PROVIDED DATA:
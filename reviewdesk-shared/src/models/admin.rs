/// Platform administrators
///
/// Admin status is a property of the user, not of any account membership.
///
/// ```sql
/// CREATE TABLE admin_users (
///     user_id UUID PRIMARY KEY,
///     created_at TIMESTAMPTZ NOT NULL DEFAULT NOW()
/// );
/// ```

use sqlx::PgPool;
use uuid::Uuid;

/// Lookup for the `admin_users` table
pub struct AdminUser;

impl AdminUser {
    /// Checks whether a user is flagged as a platform admin
    pub async fn exists(pool: &PgPool, user_id: Uuid) -> Result<bool, sqlx::Error> {
        let exists: bool = sqlx::query_scalar(
            "SELECT EXISTS(SELECT 1 FROM admin_users WHERE user_id = $1)",
        )
        .bind(user_id)
        .fetch_one(pool)
        .await?;

        Ok(exists)
    }
}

TASK ITEM: Output only a verbatim copy of the lines spanning from the line that contains "let exists: bool" to the end of the records above.

OUTPUT:
        let exists: bool = sqlx::query_scalar(
            "SELECT EXISTS(SELECT 1 FROM admin_users WHERE user_id = $1)",
        )
        .bind(user_id)
        .fetch_one(pool)
        .await?;

        Ok(exists)
    }
}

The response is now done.